Aim of the task
For the word "Uuid", find each line in the entries where it occurs and copy that line.
Start of Records shown
const MODULE_COLUMNS: &str = "id, slug, title, title_en, description, description_en, \
     techniques, policy_context, order_index, is_active, prerequisite_module_id";

const PROGRESS_COLUMNS: &str =
    "id, user_id, module_id, current_step, status, started_at, completed_at, score";

const DIALOGUE_COLUMNS: &str = "id, progress_id, messages, is_completed, created_at, updated_at";

const SUBMISSION_COLUMNS: &str =
    "id, progress_id, user_id, module_id, step_type, content, created_at";

#[derive(sqlx::FromRow)]
struct ProgressRow {
    id: Uuid,
    user_id: Uuid,
    module_id: Uuid,
    current_step: Option<String>,
    status: String,
    started_at: Option<OffsetDateTime>,
    completed_at: Option<OffsetDateTime>,
    score: Option<i32>,
}

impl ProgressRow {
    fn into_progress(self) -> StoreResult<UserProgress> {
        Ok(UserProgress {
            id: self.id,
            user_id: self.user_id,
            module_id: self.module_id,
            current_step: self
                .current_step
                .as_deref()
                .map(str::parse::<StepType>)
                .transpose()?,
            status: self.status.parse()?,
            started_at: self.started_at,
            completed_at: self.completed_at,
            score: self.score,
        })
    }
}

#[derive(sqlx::FromRow)]
struct QuestionRow {
    module_id: Uuid,
    order_index: i32,
    question_type: String,
    question_text: String,
}

impl QuestionRow {
    fn into_question(self) -> StoreResult<SocraticQuestion> {
        Ok(SocraticQuestion {
            module_id: self.module_id,
            order_index: self.order_index,
            question_type: self.question_type.parse()?,
            question_text: self.question_text,
        })
    }
}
End of Records shown
Exercise output
    id: Uuid,
    user_id: Uuid,
    module_id: Uuid,
    module_id: Uuid,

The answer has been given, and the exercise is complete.